(Saved entries)
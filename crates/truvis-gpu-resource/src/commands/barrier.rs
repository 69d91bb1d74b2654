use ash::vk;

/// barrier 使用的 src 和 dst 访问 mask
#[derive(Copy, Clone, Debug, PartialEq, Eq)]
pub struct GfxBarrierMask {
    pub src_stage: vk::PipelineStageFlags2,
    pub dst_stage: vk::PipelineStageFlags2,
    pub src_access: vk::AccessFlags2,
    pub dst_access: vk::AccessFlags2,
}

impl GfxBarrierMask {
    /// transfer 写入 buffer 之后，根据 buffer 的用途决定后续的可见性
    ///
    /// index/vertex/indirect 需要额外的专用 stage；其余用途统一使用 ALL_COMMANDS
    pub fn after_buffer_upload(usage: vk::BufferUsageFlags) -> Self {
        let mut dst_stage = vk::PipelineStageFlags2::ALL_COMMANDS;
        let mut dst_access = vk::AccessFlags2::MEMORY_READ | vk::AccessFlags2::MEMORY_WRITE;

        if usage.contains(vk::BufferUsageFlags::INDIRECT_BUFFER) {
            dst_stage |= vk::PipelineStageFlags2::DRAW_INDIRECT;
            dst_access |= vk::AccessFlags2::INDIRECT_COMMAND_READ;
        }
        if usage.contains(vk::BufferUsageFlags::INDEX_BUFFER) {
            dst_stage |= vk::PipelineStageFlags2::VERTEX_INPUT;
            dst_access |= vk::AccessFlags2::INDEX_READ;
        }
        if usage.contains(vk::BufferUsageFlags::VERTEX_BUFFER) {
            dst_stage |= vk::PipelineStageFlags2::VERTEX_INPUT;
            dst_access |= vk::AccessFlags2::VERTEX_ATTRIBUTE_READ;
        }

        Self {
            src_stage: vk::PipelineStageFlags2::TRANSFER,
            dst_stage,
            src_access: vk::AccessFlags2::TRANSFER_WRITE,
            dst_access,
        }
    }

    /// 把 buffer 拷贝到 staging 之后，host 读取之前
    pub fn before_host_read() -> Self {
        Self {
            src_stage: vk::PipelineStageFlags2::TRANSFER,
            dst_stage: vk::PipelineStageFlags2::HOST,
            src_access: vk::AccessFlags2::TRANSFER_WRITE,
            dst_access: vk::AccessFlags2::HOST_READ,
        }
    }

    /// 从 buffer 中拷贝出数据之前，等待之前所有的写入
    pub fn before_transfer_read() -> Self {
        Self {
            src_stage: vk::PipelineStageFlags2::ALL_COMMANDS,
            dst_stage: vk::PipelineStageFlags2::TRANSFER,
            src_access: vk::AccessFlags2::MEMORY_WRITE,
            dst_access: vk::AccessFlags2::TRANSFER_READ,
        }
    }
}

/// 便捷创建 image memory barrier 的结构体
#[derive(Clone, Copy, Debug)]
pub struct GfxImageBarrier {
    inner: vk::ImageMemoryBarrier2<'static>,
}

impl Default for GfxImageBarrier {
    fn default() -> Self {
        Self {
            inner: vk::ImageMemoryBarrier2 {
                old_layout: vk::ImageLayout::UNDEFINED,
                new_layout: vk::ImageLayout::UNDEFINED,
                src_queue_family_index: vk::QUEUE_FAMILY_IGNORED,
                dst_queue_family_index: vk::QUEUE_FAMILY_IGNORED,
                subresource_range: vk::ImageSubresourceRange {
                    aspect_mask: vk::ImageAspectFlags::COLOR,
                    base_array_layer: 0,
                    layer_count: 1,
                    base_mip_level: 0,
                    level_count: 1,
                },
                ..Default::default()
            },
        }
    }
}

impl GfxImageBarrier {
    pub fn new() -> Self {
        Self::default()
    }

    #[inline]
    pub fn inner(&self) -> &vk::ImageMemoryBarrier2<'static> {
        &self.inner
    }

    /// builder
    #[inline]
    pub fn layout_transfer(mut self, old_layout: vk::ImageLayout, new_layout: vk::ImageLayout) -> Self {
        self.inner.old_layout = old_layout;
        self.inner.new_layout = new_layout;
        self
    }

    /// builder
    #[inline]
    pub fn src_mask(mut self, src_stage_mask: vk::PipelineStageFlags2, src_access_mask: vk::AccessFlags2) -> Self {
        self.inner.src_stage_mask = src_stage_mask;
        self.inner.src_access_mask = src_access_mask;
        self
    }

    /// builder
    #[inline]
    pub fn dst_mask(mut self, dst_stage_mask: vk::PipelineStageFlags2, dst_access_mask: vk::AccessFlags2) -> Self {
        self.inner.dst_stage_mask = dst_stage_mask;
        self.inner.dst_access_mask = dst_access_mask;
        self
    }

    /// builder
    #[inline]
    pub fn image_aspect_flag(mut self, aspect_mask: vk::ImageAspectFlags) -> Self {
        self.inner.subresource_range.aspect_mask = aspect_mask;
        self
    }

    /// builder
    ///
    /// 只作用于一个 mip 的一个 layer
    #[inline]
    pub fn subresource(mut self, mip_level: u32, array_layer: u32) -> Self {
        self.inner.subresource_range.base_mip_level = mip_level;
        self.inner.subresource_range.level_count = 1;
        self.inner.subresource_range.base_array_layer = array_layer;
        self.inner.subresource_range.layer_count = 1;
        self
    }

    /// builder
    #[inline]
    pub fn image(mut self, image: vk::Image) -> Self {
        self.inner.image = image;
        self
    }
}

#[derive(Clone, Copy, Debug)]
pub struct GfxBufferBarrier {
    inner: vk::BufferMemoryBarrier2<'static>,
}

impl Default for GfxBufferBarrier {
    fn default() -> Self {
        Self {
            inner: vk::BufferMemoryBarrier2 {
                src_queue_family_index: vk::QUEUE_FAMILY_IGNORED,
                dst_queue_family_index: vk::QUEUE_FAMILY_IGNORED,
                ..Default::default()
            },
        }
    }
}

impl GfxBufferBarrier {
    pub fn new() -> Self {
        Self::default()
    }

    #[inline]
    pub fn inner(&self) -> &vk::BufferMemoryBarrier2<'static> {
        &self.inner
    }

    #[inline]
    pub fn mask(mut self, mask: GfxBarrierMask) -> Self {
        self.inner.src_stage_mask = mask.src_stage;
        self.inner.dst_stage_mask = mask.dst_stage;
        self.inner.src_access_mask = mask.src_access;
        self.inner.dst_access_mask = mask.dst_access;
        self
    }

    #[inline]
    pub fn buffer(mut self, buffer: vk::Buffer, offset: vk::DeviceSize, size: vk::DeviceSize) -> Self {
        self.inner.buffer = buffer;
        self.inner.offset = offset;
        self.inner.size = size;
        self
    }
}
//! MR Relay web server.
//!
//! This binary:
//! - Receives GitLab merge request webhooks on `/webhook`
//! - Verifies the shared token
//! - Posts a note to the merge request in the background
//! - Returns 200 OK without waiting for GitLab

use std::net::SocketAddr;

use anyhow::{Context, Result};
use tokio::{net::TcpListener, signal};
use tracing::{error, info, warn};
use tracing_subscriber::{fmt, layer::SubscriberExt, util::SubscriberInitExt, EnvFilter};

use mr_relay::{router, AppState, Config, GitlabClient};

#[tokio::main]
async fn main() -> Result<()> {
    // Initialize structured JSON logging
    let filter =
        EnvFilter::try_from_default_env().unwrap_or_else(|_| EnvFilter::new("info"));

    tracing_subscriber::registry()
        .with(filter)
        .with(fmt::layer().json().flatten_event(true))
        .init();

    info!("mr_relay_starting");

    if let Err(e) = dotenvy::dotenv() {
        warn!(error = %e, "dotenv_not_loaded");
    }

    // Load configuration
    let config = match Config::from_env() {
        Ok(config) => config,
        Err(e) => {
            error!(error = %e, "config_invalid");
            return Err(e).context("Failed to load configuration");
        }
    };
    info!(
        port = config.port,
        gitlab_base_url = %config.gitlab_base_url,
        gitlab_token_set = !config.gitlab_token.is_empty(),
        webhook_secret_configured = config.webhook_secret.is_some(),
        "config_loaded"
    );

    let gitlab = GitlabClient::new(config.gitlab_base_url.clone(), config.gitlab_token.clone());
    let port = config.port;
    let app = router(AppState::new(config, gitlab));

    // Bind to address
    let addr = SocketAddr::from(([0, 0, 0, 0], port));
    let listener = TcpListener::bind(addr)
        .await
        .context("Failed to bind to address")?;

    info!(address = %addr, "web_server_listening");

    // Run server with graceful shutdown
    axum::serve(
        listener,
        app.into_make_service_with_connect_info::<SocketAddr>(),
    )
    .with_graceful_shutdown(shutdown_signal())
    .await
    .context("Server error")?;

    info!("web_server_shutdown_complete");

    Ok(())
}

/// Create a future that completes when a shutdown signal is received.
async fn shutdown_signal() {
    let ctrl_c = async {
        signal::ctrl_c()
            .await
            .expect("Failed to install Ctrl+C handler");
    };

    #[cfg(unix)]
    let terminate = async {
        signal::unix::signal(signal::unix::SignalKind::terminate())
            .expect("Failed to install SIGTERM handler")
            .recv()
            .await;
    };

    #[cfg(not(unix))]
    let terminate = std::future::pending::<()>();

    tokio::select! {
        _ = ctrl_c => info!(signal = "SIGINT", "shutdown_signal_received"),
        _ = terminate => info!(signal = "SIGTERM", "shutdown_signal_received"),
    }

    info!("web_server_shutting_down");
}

--

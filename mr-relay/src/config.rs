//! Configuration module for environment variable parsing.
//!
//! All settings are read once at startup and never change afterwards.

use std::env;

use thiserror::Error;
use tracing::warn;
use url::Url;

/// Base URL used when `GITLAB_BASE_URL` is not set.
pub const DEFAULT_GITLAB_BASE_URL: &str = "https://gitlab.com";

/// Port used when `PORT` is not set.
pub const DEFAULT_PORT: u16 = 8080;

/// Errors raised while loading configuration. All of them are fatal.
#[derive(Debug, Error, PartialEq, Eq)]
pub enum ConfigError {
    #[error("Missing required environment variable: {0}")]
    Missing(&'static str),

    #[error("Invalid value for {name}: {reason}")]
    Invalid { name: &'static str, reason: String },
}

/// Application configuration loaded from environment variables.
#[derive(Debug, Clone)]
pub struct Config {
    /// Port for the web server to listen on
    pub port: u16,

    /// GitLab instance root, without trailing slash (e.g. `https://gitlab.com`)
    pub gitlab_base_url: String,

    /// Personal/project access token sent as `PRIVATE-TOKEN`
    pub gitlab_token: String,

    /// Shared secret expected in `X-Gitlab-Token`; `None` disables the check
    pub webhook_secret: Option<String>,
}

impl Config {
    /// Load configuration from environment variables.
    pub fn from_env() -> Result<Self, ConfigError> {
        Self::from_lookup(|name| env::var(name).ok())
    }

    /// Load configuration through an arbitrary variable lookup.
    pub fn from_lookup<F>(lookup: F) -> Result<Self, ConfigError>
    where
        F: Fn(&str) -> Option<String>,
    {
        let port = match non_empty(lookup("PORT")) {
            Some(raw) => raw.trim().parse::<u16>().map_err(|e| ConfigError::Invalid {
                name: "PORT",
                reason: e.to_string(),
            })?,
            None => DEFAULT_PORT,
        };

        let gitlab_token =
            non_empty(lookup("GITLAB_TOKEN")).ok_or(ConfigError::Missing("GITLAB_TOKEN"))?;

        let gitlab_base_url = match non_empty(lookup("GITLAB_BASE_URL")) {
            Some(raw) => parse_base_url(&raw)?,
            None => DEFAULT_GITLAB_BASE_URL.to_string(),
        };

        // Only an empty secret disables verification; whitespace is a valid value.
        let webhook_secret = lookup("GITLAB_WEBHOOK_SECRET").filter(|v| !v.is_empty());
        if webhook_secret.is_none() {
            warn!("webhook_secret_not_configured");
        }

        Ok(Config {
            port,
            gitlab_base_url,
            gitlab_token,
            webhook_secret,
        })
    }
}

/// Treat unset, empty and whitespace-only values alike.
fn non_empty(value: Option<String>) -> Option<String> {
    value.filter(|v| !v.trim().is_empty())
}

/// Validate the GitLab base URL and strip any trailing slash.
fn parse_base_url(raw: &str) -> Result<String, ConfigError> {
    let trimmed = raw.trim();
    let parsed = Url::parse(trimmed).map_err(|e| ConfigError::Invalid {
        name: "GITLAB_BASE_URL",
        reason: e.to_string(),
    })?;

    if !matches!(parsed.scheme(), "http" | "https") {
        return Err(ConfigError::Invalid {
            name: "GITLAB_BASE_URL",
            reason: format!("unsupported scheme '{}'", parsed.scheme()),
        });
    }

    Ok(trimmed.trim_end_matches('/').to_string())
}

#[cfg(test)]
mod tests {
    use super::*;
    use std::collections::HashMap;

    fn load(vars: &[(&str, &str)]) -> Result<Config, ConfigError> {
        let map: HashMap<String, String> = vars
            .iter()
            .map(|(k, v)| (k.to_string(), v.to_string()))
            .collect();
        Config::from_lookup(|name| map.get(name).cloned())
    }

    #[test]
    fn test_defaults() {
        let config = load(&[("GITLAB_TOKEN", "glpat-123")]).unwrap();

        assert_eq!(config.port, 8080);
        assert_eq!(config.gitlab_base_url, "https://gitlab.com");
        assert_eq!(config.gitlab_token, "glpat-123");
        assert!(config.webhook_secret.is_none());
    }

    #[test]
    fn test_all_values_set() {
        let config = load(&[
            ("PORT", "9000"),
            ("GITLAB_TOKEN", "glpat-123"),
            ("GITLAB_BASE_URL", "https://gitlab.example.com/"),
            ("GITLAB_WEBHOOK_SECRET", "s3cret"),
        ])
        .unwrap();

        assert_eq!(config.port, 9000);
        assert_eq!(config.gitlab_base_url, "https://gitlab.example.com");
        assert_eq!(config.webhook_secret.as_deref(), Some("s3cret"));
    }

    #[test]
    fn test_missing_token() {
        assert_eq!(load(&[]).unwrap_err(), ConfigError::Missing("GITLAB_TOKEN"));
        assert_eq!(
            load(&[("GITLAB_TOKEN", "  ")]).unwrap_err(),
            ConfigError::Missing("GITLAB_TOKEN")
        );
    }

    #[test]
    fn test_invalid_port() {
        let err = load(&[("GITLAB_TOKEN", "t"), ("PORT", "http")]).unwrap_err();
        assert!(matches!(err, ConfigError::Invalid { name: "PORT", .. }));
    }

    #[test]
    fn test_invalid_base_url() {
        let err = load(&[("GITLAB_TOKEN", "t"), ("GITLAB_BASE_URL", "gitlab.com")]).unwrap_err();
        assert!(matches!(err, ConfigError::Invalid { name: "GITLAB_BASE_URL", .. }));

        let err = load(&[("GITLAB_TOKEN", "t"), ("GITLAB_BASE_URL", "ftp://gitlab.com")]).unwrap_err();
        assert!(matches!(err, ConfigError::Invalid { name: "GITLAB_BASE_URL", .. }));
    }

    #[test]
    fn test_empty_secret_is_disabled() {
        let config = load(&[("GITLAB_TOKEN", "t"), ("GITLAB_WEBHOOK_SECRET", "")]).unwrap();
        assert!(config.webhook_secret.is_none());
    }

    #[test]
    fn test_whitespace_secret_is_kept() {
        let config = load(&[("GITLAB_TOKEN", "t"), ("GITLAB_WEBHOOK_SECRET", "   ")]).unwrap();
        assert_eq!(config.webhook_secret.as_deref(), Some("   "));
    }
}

**WHAT IS REQUIRED**
Lines that hold "impl" are the ones to copy, so pick each out from the data.

**REPLY TO THE EXERCISE**
impl GfxBarrierMask {
impl Default for GfxImageBarrier {
impl GfxImageBarrier {
impl Default for GfxBufferBarrier {
impl GfxBufferBarrier {
impl Config {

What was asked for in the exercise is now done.